Global pharma giant AstraZeneca has secured US FDA approval for a new self-injection version of its lupus drug Saphnelo (anifrolumab), marking a significant step forward in how systemic lupus erythematosus (SLE) is treated.

 

The regulator has cleared the Saphnelo Pen, a once-weekly autoinjector that allows adult patients to administer the treatment at home alongside standard therapy, removing the need for hospital-based infusions.

 

The approval was driven by data from the Phase III TULIP-SC trial, which demonstrated that subcutaneous (SC) administration of Saphnelo delivered a statistically significant and clinically meaningful reduction in disease activity compared with placebo in patients with moderate to severe SLE on standard therapy.

 

Importantly, the safety profile of the injectable formulation remained consistent with the established intravenous (IV) version of the drug.

 

Susan Manzi, principal investigator of the TULIP-SC trial, called the decision a meaningful advance for patients, saying: “The approval of anifrolumab as a self-administered autoinjector is exciting news as it makes this important medicine more convenient and accessible for many more patients. 

 

"With its proven ability to significantly reduce disease activity and the risk of organ damage, anifrolumab has been a much-needed innovation in lupus, which is a serious and often debilitating autoimmune condition impacting millions worldwide.”

 

Patient advocates also welcomed the move. 

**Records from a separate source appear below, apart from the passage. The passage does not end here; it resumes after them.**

//! Majority-zone analysis over the 3x3 zone grid.
//!
//! Seventeen aggregates are scored: four quadrants, four sides and the nine
//! single zones. The aggregate holding the most class cells is the class's
//! location; ties go to the lexicographically greater phrase.

use crate::types::{Zone, ZoneCounts, ZoneLocation};

/// One candidate aggregate with its prose phrase.
struct ZoneAggregate {
    phrase: &'static str,
    zones: &'static [Zone],
}

static AGGREGATES: &[ZoneAggregate] = &[
    // Quadrants
    ZoneAggregate { phrase: "northeastern part", zones: &[Zone::C, Zone::N, Zone::E, Zone::NE] },
    ZoneAggregate { phrase: "southeastern part", zones: &[Zone::C, Zone::S, Zone::E, Zone::SE] },
    ZoneAggregate { phrase: "southwestern part", zones: &[Zone::SW, Zone::W, Zone::S, Zone::C] },
    ZoneAggregate { phrase: "northwestern part", zones: &[Zone::W, Zone::NW, Zone::C, Zone::N] },
    // Sides
    ZoneAggregate { phrase: "east side", zones: &[Zone::SE, Zone::E, Zone::NE] },
    ZoneAggregate { phrase: "west side", zones: &[Zone::SW, Zone::W, Zone::NW] },
    ZoneAggregate { phrase: "south side", zones: &[Zone::SW, Zone::S, Zone::SE] },
    ZoneAggregate { phrase: "north side", zones: &[Zone::NW, Zone::N, Zone::NE] },
    // Single zones
    ZoneAggregate { phrase: "southwesternmost portion", zones: &[Zone::SW] },
    ZoneAggregate { phrase: "westernmost portion", zones: &[Zone::W] },
    ZoneAggregate { phrase: "northwesternmost portion", zones: &[Zone::NW] },
    ZoneAggregate { phrase: "southernmost portion", zones: &[Zone::S] },
    ZoneAggregate { phrase: "most central portion", zones: &[Zone::C] },
    ZoneAggregate { phrase: "northernmost portion", zones: &[Zone::N] },
    ZoneAggregate { phrase: "southeasternmost portion", zones: &[Zone::SE] },
    ZoneAggregate { phrase: "easternmost portion", zones: &[Zone::E] },
    ZoneAggregate { phrase: "northeasternmost portion", zones: &[Zone::NE] },
];

pub const MOST_RATIO: f64 = 0.66;
pub const ALMOST_ALL_RATIO: f64 = 0.9;
pub const ALL_RATIO: f64 = 0.99;

/// How strongly a class concentrates in its majority zone.
#[derive(Debug, Clone, Copy, PartialEq, Eq)]
pub enum ZoneSeverity {
    Most,
    AlmostAll,
    All,
}

impl ZoneSeverity {
    /// Highest tier the ratio satisfies, if any.
    pub fn from_ratio(ratio: f64) -> Option<Self> {
        if ratio > ALL_RATIO {
            Some(ZoneSeverity::All)
        } else if ratio > ALMOST_ALL_RATIO {
            Some(ZoneSeverity::AlmostAll)
        } else if ratio > MOST_RATIO {
            Some(ZoneSeverity::Most)
        } else {
            None
        }
    }

    pub fn phrase(self) -> &'static str {
        match self {
            ZoneSeverity::Most => "most of",
            ZoneSeverity::AlmostAll => "almost all of",
            ZoneSeverity::All => "all of",
        }
    }
}

impl ZoneLocation {
    pub fn severity(&self) -> Option<ZoneSeverity> {
        ZoneSeverity::from_ratio(self.ratio)
    }
}

/// Find the majority zone of a class mask.
///
/// `class_cells` is the class's total cell count in the polygon. The ratio is
/// 0 when the polygon has no cells in the chosen aggregate or the class has
/// no cells, and never exceeds 1.
pub fn analyze_zones(class_zones: &ZoneCounts, polygon_zones: &ZoneCounts, class_cells: u64) -> ZoneLocation {
    let mut best: Option<(&ZoneAggregate, u64)> = None;
    for aggregate in AGGREGATES {
        let count = class_zones.sum(aggregate.zones);
        let better = match best {
            None => true,
            Some((current, current_count)) => {
                (count, aggregate.phrase) > (current_count, current.phrase)
            }
        };
        if better {
            best = Some((aggregate, count));
        }
    }

    let (aggregate, cell_count) = match best {
        Some(found) => found,
        None => {
            return ZoneLocation {
                cell_count: 0,
                zone_phrase: "",
                ratio: 0.0,
            }
        }
    };

    let polygon_count = polygon_zones.sum(aggregate.zones);
    let ratio = if polygon_count == 0 || class_cells == 0 {
        0.0
    } else {
        (cell_count as f64 / class_cells as f64).min(1.0)
    };

    ZoneLocation {
        cell_count,
        zone_phrase: aggregate.phrase,
        ratio,
    }
}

Louise Vetter, President and CEO of the Lupus Foundation of America, said: “The FDA approval of a subcutaneous administration option for anifrolumab is an exciting milestone for the lupus community because it offers people with systemic lupus erythematosus more convenience and choice of where and how they want to receive treatment.”

 

From AstraZeneca’s side, executives framed the approval as an expansion of an already widely used therapy. 

 

Ruud Dobber, Executive Vice President of the company’s BioPharmaceuticals Business Unit, said: “Since its launch, Saphnelo IV infusion has helped tens of thousands of people with systemic lupus erythematosus achieve lower disease activity with fewer steroids and has been shown to help many achieve remission. The approval of the Saphnelo Pen represents a significant step forward in expanding Saphnelo’s clinical benefits to more people living with systemic lupus erythematosus.”

 

SLE remains a serious autoimmune disease and is among the leading causes of death in young women in the US. It disproportionately affects Asian, Black, and Hispanic populations.